### [What you need to do]
Look below. Copy each line that has "ViewError" in it.
(Beginning of Materials provided)
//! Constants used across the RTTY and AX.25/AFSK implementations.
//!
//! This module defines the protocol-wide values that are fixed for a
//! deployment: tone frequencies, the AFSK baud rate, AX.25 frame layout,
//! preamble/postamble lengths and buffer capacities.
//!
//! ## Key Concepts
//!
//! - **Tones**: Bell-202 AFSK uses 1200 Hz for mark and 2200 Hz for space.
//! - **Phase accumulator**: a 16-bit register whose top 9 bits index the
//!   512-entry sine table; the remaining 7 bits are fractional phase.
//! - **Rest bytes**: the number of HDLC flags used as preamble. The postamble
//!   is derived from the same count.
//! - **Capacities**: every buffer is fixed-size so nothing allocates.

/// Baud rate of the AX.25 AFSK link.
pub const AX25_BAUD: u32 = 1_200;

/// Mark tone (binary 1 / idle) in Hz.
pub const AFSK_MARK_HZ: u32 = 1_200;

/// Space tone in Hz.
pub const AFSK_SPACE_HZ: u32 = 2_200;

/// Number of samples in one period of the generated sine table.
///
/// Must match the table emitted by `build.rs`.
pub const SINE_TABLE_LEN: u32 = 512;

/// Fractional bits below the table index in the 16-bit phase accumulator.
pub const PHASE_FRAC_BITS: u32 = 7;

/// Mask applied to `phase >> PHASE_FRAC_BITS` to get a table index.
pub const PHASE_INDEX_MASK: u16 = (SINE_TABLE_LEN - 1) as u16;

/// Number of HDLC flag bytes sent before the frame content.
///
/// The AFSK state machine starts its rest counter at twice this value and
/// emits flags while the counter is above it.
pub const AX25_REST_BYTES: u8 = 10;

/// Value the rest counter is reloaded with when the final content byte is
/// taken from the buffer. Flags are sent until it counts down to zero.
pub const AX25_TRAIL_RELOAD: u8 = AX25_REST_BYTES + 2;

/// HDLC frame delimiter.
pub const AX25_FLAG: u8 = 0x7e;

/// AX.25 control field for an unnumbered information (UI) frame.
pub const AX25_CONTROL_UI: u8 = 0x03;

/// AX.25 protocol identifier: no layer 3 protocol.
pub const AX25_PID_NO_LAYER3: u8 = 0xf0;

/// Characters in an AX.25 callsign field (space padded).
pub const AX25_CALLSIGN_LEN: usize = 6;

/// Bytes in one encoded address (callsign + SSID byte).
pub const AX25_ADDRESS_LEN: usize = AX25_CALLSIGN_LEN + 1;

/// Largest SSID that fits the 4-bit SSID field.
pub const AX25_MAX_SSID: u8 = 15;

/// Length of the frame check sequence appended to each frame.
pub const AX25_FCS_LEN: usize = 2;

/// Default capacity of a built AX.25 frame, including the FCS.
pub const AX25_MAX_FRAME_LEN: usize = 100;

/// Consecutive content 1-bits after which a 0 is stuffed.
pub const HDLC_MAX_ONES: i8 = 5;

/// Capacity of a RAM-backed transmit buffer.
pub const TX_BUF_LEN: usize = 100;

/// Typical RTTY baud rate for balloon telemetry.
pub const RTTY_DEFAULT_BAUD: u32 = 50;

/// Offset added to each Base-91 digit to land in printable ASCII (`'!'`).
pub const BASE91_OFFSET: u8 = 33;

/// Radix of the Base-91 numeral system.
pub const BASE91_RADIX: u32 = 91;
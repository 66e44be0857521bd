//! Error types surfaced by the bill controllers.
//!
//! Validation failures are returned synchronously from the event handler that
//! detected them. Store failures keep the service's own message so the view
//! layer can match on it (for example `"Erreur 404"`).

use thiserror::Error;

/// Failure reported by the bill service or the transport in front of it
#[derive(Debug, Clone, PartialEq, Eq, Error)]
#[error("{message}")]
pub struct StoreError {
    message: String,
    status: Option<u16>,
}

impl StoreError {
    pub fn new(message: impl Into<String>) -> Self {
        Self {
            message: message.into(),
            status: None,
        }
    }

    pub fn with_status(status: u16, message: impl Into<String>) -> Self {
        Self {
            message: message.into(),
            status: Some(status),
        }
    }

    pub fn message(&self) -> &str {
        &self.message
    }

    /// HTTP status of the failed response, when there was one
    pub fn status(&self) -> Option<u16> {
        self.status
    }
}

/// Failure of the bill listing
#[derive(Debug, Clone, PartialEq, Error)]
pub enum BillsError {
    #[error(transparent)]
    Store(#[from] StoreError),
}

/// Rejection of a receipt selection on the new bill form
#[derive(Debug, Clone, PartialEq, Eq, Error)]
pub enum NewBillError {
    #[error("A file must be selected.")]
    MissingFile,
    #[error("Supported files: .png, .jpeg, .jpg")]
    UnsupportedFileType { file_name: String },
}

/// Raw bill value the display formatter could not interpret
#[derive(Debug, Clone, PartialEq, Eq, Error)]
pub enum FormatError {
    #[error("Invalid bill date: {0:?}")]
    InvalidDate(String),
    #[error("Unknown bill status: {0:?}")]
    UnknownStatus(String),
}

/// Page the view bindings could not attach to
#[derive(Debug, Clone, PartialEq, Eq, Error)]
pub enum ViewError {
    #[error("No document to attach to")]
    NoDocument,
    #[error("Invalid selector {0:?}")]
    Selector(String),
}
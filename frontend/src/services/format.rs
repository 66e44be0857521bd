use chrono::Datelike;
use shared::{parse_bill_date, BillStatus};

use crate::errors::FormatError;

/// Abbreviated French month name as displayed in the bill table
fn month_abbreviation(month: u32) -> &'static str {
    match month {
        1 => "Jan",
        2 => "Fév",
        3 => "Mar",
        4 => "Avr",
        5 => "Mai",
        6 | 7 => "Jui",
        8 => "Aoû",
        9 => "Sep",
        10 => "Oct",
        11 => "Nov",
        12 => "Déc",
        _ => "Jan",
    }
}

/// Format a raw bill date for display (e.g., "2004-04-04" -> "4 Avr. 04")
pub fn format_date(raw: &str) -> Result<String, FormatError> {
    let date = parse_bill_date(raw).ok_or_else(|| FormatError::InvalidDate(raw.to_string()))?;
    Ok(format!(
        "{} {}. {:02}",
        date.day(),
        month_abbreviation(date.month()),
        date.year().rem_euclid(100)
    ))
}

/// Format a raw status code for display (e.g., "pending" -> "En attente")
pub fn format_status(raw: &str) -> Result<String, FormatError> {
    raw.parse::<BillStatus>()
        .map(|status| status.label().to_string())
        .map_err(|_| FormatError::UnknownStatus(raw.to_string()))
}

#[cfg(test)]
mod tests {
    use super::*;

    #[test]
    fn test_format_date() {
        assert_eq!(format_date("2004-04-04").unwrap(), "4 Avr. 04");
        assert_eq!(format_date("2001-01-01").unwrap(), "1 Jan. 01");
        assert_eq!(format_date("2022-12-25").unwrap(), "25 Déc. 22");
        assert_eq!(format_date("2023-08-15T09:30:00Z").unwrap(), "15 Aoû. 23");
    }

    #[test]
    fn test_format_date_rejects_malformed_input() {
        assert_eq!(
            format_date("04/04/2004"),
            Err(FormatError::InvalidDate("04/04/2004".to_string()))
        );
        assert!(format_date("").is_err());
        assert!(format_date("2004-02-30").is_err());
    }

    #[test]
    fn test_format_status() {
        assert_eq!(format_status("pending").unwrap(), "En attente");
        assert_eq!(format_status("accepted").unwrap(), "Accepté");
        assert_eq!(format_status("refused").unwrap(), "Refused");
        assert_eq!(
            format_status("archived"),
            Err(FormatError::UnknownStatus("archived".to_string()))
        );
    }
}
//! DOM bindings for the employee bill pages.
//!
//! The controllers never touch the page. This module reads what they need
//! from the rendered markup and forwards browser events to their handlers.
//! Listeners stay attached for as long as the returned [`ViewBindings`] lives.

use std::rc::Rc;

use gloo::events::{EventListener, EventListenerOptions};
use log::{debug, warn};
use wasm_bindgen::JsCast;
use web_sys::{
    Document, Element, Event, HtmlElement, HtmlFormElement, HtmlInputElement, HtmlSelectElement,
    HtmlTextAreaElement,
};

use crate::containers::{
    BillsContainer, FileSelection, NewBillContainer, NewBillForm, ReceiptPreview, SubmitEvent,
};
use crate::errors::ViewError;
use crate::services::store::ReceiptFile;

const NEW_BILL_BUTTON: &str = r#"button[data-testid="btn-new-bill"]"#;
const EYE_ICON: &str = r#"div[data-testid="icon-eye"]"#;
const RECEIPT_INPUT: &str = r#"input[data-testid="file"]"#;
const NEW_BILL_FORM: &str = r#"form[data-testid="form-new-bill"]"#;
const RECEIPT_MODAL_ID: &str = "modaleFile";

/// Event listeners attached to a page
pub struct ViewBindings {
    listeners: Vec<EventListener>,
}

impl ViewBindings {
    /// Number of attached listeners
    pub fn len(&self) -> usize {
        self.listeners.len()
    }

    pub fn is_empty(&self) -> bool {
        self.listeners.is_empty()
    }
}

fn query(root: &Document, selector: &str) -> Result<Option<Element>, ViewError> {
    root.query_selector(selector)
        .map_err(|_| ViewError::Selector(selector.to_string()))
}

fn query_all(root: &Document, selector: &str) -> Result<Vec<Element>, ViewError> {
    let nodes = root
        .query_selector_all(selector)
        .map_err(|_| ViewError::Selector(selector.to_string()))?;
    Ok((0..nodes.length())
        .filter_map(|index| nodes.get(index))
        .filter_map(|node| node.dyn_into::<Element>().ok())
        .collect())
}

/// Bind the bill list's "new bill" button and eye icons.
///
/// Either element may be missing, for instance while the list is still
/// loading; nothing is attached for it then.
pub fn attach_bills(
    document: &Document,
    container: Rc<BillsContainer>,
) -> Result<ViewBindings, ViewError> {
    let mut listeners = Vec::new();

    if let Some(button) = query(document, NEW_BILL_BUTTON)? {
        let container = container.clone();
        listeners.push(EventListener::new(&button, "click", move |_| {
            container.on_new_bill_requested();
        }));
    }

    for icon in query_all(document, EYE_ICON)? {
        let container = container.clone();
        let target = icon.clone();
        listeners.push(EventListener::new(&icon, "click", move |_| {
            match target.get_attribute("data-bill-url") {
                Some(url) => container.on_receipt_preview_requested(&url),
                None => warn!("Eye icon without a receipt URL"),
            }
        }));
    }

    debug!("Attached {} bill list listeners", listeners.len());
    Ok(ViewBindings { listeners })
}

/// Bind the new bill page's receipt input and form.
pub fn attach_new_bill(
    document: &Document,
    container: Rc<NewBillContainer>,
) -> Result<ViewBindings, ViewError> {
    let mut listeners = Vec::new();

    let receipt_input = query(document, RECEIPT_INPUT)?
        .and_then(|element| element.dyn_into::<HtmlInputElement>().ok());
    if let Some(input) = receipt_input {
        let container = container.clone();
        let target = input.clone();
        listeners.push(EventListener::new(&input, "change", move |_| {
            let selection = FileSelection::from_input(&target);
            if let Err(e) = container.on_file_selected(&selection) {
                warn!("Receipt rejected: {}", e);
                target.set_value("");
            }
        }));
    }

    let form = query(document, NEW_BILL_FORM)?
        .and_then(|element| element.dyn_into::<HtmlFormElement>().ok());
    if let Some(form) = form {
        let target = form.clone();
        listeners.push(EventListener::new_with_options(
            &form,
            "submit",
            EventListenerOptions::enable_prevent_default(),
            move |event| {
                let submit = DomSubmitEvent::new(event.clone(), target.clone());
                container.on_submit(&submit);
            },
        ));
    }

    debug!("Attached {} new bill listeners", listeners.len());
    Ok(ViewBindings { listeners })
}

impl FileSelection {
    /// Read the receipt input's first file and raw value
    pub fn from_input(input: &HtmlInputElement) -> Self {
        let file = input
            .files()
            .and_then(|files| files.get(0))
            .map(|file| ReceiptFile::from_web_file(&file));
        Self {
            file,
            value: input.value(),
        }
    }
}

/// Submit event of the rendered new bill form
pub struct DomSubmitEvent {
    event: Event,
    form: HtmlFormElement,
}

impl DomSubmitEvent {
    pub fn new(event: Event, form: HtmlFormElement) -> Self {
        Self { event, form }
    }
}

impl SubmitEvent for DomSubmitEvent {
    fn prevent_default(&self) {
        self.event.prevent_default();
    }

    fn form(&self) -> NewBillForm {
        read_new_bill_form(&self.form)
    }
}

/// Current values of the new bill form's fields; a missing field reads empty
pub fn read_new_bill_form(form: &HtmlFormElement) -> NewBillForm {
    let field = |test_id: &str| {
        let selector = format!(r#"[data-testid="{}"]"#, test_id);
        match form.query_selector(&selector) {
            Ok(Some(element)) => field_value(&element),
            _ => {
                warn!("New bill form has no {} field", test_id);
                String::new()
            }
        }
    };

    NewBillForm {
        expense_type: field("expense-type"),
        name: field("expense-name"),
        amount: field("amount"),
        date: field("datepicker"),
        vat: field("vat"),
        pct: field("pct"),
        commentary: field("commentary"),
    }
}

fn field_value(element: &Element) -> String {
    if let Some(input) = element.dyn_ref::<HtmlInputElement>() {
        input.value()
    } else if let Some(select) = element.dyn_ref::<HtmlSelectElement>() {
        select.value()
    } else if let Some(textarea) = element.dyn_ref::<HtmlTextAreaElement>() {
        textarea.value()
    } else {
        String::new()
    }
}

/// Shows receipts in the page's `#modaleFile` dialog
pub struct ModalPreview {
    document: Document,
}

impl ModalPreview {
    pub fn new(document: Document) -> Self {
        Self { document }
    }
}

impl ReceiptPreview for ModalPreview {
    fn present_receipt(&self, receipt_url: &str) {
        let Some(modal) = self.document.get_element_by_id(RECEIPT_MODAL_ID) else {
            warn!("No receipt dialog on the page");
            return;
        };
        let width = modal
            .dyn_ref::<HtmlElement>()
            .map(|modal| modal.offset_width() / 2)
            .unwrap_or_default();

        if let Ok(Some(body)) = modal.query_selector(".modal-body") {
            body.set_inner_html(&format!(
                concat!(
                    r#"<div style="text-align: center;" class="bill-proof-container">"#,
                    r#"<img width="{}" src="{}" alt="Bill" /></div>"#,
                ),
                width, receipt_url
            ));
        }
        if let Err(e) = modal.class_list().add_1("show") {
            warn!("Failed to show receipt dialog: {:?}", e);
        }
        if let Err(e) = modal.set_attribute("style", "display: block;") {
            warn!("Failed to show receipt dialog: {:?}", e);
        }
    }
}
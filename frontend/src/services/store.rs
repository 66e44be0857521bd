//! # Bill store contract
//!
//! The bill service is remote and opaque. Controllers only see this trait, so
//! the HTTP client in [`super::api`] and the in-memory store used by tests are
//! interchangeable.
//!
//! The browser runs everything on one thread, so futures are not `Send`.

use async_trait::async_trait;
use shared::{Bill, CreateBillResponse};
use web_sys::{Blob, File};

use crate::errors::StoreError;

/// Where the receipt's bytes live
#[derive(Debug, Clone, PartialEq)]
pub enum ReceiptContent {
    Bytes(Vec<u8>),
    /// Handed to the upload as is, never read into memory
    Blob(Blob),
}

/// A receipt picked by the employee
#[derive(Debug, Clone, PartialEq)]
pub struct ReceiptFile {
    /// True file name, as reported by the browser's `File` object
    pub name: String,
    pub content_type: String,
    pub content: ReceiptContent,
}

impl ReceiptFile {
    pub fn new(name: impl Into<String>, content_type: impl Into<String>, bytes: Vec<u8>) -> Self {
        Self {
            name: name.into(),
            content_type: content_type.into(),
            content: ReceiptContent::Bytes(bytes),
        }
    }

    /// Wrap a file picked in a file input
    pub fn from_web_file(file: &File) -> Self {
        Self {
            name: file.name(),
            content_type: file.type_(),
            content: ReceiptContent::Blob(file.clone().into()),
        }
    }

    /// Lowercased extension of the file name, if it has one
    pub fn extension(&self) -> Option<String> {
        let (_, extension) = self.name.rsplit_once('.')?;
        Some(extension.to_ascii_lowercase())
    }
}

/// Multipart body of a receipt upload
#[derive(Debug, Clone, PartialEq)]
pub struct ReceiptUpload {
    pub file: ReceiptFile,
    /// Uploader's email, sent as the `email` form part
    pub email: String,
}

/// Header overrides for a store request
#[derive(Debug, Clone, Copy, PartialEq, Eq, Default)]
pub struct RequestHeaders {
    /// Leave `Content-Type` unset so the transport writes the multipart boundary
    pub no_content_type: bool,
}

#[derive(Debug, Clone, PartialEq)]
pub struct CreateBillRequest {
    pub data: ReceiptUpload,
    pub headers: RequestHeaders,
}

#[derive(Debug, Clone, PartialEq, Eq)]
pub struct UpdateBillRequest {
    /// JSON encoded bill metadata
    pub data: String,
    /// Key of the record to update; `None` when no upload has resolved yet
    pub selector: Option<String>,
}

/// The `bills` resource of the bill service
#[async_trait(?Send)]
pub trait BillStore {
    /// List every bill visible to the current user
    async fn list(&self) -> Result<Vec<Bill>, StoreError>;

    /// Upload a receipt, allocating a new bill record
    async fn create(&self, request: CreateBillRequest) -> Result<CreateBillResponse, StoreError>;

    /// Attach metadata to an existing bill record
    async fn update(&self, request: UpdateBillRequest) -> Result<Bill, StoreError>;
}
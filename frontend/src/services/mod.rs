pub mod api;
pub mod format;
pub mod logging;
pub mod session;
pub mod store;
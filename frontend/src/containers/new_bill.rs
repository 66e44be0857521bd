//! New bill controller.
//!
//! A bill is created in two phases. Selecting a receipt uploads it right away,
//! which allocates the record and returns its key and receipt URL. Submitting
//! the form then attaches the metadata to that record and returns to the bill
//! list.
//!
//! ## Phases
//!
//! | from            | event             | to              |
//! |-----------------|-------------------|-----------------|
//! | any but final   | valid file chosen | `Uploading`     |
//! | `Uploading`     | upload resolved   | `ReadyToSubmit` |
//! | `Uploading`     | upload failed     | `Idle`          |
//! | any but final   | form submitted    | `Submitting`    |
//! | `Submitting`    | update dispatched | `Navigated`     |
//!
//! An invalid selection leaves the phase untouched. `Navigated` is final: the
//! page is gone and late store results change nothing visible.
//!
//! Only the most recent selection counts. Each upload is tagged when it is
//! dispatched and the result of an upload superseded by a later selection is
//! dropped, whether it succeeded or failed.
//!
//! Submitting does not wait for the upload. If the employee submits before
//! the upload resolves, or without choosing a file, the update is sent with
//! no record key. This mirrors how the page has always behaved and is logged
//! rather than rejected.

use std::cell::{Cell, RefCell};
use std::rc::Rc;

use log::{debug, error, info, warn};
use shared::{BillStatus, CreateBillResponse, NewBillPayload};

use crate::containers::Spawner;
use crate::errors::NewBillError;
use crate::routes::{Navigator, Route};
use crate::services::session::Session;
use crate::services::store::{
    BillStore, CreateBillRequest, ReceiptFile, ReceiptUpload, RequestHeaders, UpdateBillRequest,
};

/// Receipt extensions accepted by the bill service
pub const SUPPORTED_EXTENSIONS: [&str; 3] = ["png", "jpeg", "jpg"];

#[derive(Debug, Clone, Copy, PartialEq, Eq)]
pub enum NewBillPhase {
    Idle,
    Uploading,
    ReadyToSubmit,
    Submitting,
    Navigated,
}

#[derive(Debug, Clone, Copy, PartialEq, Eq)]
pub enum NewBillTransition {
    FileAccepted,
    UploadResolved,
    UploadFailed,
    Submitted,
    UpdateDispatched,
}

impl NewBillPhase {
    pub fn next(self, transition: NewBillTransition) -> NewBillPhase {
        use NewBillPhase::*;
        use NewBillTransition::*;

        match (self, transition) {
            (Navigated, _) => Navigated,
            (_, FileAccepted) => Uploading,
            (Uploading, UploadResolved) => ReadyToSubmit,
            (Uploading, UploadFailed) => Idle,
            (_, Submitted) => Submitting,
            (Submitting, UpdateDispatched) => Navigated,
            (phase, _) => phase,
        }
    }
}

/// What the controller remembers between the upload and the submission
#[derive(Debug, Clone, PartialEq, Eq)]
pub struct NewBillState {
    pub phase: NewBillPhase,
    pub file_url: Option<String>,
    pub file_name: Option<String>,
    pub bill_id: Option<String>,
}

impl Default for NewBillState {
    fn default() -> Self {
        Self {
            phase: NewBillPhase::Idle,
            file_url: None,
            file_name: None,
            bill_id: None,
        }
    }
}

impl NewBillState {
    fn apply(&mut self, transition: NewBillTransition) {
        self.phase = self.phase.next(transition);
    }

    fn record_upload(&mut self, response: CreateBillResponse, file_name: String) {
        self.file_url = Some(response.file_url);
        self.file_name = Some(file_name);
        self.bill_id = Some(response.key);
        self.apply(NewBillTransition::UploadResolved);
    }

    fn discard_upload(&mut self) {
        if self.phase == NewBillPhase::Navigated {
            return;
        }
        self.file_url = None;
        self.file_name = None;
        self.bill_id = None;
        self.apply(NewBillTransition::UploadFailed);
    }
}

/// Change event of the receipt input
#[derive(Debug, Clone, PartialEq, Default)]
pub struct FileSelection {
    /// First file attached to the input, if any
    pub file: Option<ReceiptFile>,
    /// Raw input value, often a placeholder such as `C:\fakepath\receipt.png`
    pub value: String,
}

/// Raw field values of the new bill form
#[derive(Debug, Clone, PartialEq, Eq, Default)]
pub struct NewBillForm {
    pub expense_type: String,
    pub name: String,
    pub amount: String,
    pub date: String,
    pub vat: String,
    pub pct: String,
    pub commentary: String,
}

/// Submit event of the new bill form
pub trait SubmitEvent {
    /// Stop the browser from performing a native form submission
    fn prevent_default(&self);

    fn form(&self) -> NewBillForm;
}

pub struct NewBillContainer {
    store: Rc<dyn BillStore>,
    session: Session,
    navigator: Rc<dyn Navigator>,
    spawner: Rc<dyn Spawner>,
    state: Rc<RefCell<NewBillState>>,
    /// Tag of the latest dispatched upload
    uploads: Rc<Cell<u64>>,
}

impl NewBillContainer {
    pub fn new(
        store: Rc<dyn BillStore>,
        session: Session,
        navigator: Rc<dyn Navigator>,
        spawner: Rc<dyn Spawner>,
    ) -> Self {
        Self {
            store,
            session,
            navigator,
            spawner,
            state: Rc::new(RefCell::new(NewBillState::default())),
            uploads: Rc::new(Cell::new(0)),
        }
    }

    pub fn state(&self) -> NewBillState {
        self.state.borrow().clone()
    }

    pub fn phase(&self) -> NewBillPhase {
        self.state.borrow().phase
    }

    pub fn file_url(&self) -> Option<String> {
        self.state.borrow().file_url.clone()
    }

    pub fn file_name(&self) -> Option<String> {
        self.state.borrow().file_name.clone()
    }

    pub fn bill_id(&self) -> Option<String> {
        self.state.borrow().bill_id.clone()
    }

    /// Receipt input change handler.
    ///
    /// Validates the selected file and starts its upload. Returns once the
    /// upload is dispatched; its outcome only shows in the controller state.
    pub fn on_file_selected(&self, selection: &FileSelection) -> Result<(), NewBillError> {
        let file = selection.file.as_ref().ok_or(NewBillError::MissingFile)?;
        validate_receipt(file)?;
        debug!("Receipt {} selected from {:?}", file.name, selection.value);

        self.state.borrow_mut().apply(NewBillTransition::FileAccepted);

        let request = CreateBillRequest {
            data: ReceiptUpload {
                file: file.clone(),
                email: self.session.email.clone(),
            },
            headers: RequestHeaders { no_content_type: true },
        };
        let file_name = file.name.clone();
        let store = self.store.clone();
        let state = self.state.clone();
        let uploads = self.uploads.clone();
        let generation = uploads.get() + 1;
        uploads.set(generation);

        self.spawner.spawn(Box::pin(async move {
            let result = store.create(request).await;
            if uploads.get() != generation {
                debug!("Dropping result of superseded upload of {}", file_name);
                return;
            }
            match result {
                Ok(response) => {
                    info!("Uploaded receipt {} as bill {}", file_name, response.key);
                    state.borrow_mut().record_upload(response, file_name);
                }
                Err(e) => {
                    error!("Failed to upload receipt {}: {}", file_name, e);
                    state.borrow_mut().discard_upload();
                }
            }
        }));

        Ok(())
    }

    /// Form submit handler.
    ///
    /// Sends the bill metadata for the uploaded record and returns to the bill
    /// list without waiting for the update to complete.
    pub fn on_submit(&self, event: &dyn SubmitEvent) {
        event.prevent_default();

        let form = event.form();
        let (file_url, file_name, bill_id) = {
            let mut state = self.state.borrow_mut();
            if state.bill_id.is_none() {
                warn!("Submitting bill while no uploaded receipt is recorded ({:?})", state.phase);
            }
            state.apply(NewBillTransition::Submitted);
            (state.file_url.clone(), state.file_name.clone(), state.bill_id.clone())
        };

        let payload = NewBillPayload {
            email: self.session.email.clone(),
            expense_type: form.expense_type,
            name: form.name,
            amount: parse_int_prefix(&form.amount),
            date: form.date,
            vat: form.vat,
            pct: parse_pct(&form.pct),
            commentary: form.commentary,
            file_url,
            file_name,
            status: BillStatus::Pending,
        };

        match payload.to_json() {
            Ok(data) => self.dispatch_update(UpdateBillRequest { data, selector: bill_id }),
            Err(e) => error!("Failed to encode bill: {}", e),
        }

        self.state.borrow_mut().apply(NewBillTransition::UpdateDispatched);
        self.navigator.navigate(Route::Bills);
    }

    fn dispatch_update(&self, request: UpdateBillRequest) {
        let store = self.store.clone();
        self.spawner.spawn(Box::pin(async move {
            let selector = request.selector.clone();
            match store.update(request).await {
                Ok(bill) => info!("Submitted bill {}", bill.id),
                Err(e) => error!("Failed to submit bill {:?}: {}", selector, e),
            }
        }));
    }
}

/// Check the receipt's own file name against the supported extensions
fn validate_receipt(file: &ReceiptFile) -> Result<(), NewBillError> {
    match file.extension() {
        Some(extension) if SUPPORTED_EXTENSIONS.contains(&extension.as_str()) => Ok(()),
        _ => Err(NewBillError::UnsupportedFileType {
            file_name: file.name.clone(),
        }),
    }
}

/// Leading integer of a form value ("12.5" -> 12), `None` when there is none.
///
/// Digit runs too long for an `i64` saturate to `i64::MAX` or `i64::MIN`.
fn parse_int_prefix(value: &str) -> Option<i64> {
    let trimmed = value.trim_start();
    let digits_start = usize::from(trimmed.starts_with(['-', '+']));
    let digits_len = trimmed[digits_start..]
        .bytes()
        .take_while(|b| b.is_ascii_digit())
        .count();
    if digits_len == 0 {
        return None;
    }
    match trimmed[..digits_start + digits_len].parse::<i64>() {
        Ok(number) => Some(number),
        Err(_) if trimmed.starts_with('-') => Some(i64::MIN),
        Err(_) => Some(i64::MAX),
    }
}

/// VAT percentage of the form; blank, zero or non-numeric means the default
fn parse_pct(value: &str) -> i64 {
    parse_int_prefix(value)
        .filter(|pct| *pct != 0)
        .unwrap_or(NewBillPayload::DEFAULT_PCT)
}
(End of Materials provided)
### [Reply]
pub enum ViewError {
use crate::errors::ViewError;
fn query(root: &Document, selector: &str) -> Result<Option<Element>, ViewError> {
        .map_err(|_| ViewError::Selector(selector.to_string()))
fn query_all(root: &Document, selector: &str) -> Result<Vec<Element>, ViewError> {
        .map_err(|_| ViewError::Selector(selector.to_string()))?;
) -> Result<ViewBindings, ViewError> {
) -> Result<ViewBindings, ViewError> {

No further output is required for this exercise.